Just my .02. I am only referencing the chemical aspect of this, I am all infavor of new cooking techniques like immersion circulators, sous vide and the like.


----------



## blueicus (Mar 16, 2005)

With regards to the safety of most of these additives, it has always been the case that anything and everything has had the potential to be dangerous.  Lead and copper in cooking vessels, lead-based additives in ancient wine, nitrites, etc. are all relatively "natural" things that have had harmful effects on people long before the industrial revolution.  Alternately there are many natural plants that require quite a bit of human intervention to make edible (chief among them being the simple, yet mostly unnatural process of cooking).  Most of the stuff food manufacturers use today, the alginates, gums, carrageenans, etc. are extracted from "natural" sources and are not much far removed from gelatin or baking soda (obviously not chemically, but in terms of manufacture).


----------



## manal12 (Jan 7, 2010)

You've put in to words what i've been thinking about for a very long time. I am a second year apprentice and will complete my apprenticeship by april of 2011. The fascination that students today have with molecular gastronomy does amuse me despite the fact that I work in the pastry department of a molecular developing restaurant in Toronto. I always doubted my skill being unable to live up to or think critically when it came to incorporating these new gimmicks and chemicals into my black box ideas or menu ideas. Although having worked with all these chemicals and gadgets, is it so wrong for me to say that I want to perfect my fundamentals first? With the restaurant scene turning to all of these new ideas there is little room for me to be confident in the ideas that I bring on the table. Conforming to them seems like the only option but hopefully I can keep my basics in tact and one day try to bring back old school with my own creativity.


----------



## blueicus (Mar 16, 2005)

I agree that fundamentals are important, and I have never liked to master an area at the expense of others.  I pride myself in being able to make artisan breads and liquid nitro ice cream or being able to cook a perfect steak with sous vide or on top of a charcoal grill.  Execution ultimately is all up to personal style... Michel Roux and Alex Stupak both have my respect and admiration whether classical or new age.

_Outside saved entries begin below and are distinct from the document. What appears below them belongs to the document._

//! Keyframe tracks: the single timing model behind both the SVG-native
//! animation output and the raster frame sampler.
//!
//! Tracks live in normalized cycle time: first key at t=0, last at t=1, and
//! the loop closes (value at 1 equals value at 0) so sampled playback can
//! wrap without a visible seam.

use kurbo::Vec2;

use crate::{
    animation::ease::Ease,
    animation::preset::AnimationPreset,
    foundation::error::{ViviconError, ViviconResult},
};

pub trait Lerp: Clone {
    fn lerp(a: &Self, b: &Self, t: f64) -> Self;
}

impl Lerp for f64 {
    fn lerp(a: &Self, b: &Self, t: f64) -> Self {
        a + (b - a) * t
    }
}

impl Lerp for Vec2 {
    fn lerp(a: &Self, b: &Self, t: f64) -> Self {
        Vec2::new(a.x + (b.x - a.x) * t, a.y + (b.y - a.y) * t)
    }
}

/// One keyframe: value at normalized time `t`, plus the ease applied over
/// the segment this key starts.
#[derive(Clone, Copy, Debug, PartialEq)]
pub struct Keyframe<T> {
    pub t: f64,
    pub value: T,
    pub ease: Ease,
}

#[derive(Clone, Debug, PartialEq)]
pub struct Track<T> {
    keys: Vec<Keyframe<T>>,
}

impl<T: Lerp> Track<T> {
    /// Build a track, enforcing the normalized-time shape: non-empty,
    /// first key at 0, last key at 1, strictly increasing times.
    pub fn new(keys: Vec<Keyframe<T>>) -> ViviconResult<Self> {
        if keys.is_empty() {
            return Err(ViviconError::validation("track must have keyframes"));
        }
        let first = keys[0].t;
        let last = keys[keys.len() - 1].t;
        if first != 0.0 || last != 1.0 {
            return Err(ViviconError::validation(
                "track must start at t=0 and end at t=1",
            ));
        }
        for pair in keys.windows(2) {
            if pair[1].t <= pair[0].t {
                return Err(ViviconError::validation(
                    "track keyframe times must be strictly increasing",
                ));
            }
        }
        Ok(Self { keys })
    }

    fn from_keys(keys: Vec<Keyframe<T>>) -> Self {
        Self { keys }
    }

    pub fn keys(&self) -> &[Keyframe<T>] {
        &self.keys
    }

    /// Evaluate at normalized time `t` (clamped to [0,1]): find the
    /// bracketing pair, ease the local fraction, interpolate.
    pub fn sample(&self, t: f64) -> T {
        let t = t.clamp(0.0, 1.0);
        let idx = self.keys.partition_point(|k| k.t <= t);
        if idx == 0 {
            return self.keys[0].value.clone();
        }
        if idx == self.keys.len() {
            return self.keys[idx - 1].value.clone();
        }
        let a = &self.keys[idx - 1];
        let b = &self.keys[idx];
        let local = (t - a.t) / (b.t - a.t);
        T::lerp(&a.value, &b.value, a.ease.apply(local))
    }
}

impl<T: Lerp + PartialEq> Track<T> {
    /// True when the loop boundary is seamless (value at t=1 equals t=0).
    pub fn closes_loop(&self) -> bool {
        self.keys[0].value == self.keys[self.keys.len() - 1].value
    }
}

/// Which axis a flip preset inverts.
#[derive(Clone, Copy, Debug, PartialEq, Eq)]
pub enum FlipAxis {
    Horizontal,
    Vertical,
}

/// Rotation in degrees: 0 at the loop start, one full clockwise turn per
/// cycle, linear.
pub fn spin_track() -> Track<f64> {
    Track::from_keys(vec![
        Keyframe {
            t: 0.0,
            value: 0.0,
            ease: Ease::Linear,
        },
        Keyframe {
            t: 1.0,
            value: 360.0,
            ease: Ease::Linear,
        },
    ])
}

/// Two-axis scale: full size, down to 10% at the half cycle, back to full.
/// Both halves are eased so the contraction reads as organic rather than
/// mechanical.
pub fn pulse_track() -> Track<Vec2> {
    Track::from_keys(vec![
        Keyframe {
            t: 0.0,
            value: Vec2::new(1.0, 1.0),
            ease: Ease::SMOOTH,
        },
        Keyframe {
            t: 0.5,
            value: Vec2::new(0.1, 0.1),
            ease: Ease::SMOOTH,
        },
        Keyframe {
            t: 1.0,
            value: Vec2::new(1.0, 1.0),
            ease: Ease::SMOOTH,
        },
    ])
}

/// Flip scale track: hold upright for 4 flip-durations, invert and recover
/// within one, hold again, invert again. The 4:1 hold/flip ratio makes the
/// icon read as a subtle double-take rather than a busy continuous flip, so
/// the whole cycle spans 10 flip-durations.
pub fn flip_track(axis: FlipAxis) -> Track<Vec2> {
    // Key times as fractions of the 10x cycle: two long holds, two quick
    // flips with their zero-crossing midpoints.
    const TIMES: [f64; 7] = [0.0, 0.4, 0.45, 0.5, 0.9, 0.95, 1.0];

    let flipped = match axis {
        FlipAxis::Horizontal => Vec2::new(-1.0, 1.0),
        FlipAxis::Vertical => Vec2::new(1.0, -1.0),
    };
    let upright = Vec2::new(1.0, 1.0);
    let values = [
        upright, upright, flipped, upright, upright, flipped, upright,
    ];

    Track::from_keys(
        TIMES
            .iter()
            .zip(values)
            .map(|(&t, value)| Keyframe {
                t,
                value,
                ease: Ease::SMOOTH,
            })
            .collect(),
    )
}

/// The per-preset animated property, tagged by shape.
#[derive(Clone, Debug, PartialEq)]
pub enum TransformTrack {
    /// Rotation angle in degrees around the pivot.
    Rotate(Track<f64>),
    /// Two-axis scale factor about the pivot.
    Scale(Track<Vec2>),
}

/// Build the source-of-truth track for a preset.
pub fn synthesize(preset: AnimationPreset) -> TransformTrack {
    match preset {
        AnimationPreset::Spin => TransformTrack::Rotate(spin_track()),
        AnimationPreset::Pulse => TransformTrack::Scale(pulse_track()),
        AnimationPreset::FlipHorizontal => TransformTrack::Scale(flip_track(FlipAxis::Horizontal)),
        AnimationPreset::FlipVertical => TransformTrack::Scale(flip_track(FlipAxis::Vertical)),
    }
}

As for the term molecular gastronomy, I admit that I'm not using the term as This wishes it to be used but the fact of the matter is most people don't see it that way so I'm just using the most commonly thought of interpretation.

Btw, where are you interning?  There are few places that are truly cutting edge in T.O. most just use a couple of aspects of molecular cooking and not a wider breadth.


----------



## manal12 (Jan 7, 2010)

I'm not really interning, I work at c5 now. It is at Avenue and Bloor and I really admire the passion the chefs have for the style of c5 but sometimes I get the feeling that I haven't completed everything in fundamentals. Strong bases are what I think open brighter doors for new ideas and creativity. Just an opinion though


----------



## blueicus (Mar 16, 2005)

Ah, C5.  I work @ George, I believe your Executive Chef has some interesting stories about that place.

I think the fact of the matter is that apart from working at a really good hotel a restaurant's dessert menu will never cover all of the classical pastry techniques, hence the need to diversify your experience.  I had a conversation once about a kid whose first job was at Alinea, obviously a top restaurant but perhaps not somewhere you want to spend your first years.  Of course, Achatz thumbed his nose at the detractors by including a classical Escoffier-era dish in the tastings now.


----------



## momandchef (Dec 15, 2010)

wekeiko said:


> Does molecular gastronomy have a place in pastry? I am beginning to have an interest in it but I'm not sure if our restaurant patrons are ready for it. Any thoughts or recommendations?


It is something I have been wanting to try as well. I am experimental and adventurous with my food anyway, I love trying different techniques, textures, flavors etc.

I too work at a restaurant in a small town that it was only in the last 5 years our local grocery store finally started carrying pancetta.

We are starting to make our own truffles and I thought there is a way that I can kinda "ease" people into some more different and interesting ideas. (seriously, our customers think sprinkling salt on a chocolate is "avant-garde")


----------



## blwilson2039 (Aug 26, 2010)

Frankly, I'm not that interested in fancy chemicals. I've used foams, malto-dextrose, nitro and the like and they are fun to play with. But I guess I'm old school in that if you can make a really good dessert/pastry the old fashioned way, why bother to go to that except to say "it's molecular gastronomy". It's a novelty to me. As far as I'm concerned, if it ain't broke, don't fix it.

And I'm finding most restaurants aren't interested in it because of the time it can take and the extra expense. There are, however, restaurants (like Alinea and el Bulli) that base their reputation on those techniques. In those instances, it's how it's done.

I attended a demo put on by Valrhona last year, and the pastry chef used quite a few techniques using this. However, some of the desserts tasted too flat to my friend and me, but they looked pretty. I had a BIG problem with radish juice being used in a granita, though. Just didn't care for it.


----------